PROBLEM: Copy all lines containing the string "true" from the records below.

Stored items:
::::::::

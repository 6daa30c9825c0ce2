//! Configuración del proyecto
//!
//! Este módulo contiene la configuración leída de variables de entorno.

pub mod environment;

pub use environment::*;
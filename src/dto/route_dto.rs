use serde::Deserialize;
use validator::Validate;

use super::package_dto::validate_positive;
use crate::models::{Route, RouteStatus};

// Request para crear una ruta
#[derive(Debug, Deserialize, Validate)]
#[serde(rename_all = "camelCase")]
pub struct CreateRouteRequest {
    pub id: Option<String>,
    #[validate(length(min = 1))]
    pub name: String,
    #[validate(length(min = 1))]
    pub start_point: String,
    #[validate(length(min = 1))]
    pub end_point: String,
    #[validate(custom = "validate_positive")]
    pub distance: f64,
    #[validate(range(min = 1))]
    pub estimated_time: u32,
    pub assigned_driver: Option<String>,
    #[serde(default)]
    pub packages: Vec<String>,
    pub status: Option<RouteStatus>,
}

impl From<CreateRouteRequest> for Route {
    fn from(request: CreateRouteRequest) -> Self {
        Self {
            // Vacío: el store genera el id
            id: request.id.unwrap_or_default(),
            name: request.name,
            start_point: request.start_point,
            end_point: request.end_point,
            distance: request.distance,
            estimated_time: request.estimated_time,
            assigned_driver: request.assigned_driver.filter(|id| !id.trim().is_empty()),
            packages: request.packages,
            status: request.status.unwrap_or(RouteStatus::Active),
        }
    }
}

// Request para cambiar el estado de una ruta
#[derive(Debug, Deserialize)]
pub struct UpdateRouteStatusRequest {
    pub status: RouteStatus,
}

/// Filtros de listado de rutas
#[derive(Debug, Default, Deserialize)]
#[serde(rename_all = "camelCase")]
pub struct RouteFilters {
    pub status: Option<RouteStatus>,
    pub assigned_driver: Option<String>,
}

impl RouteFilters {
    pub fn matches(&self, route: &Route) -> bool {
        self.status.map_or(true, |status| route.status == status)
            && self
                .assigned_driver
                .as_deref()
                .map_or(true, |driver| route.is_assigned_to(driver))
    }
}

/// Parámetros de la vista del conductor
#[derive(Debug, Default, Deserialize)]
#[serde(rename_all = "camelCase")]
pub struct DriverDashboardQuery {
    pub route_id: Option<String>,
    /// Solo para administradores: conductor a consultar
    pub driver_id: Option<String>,
}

::::::::

EXERCISE SOLUTION:
        self.status.map_or(true, |status| route.status == status)
                .map_or(true, |driver| route.is_assigned_to(driver))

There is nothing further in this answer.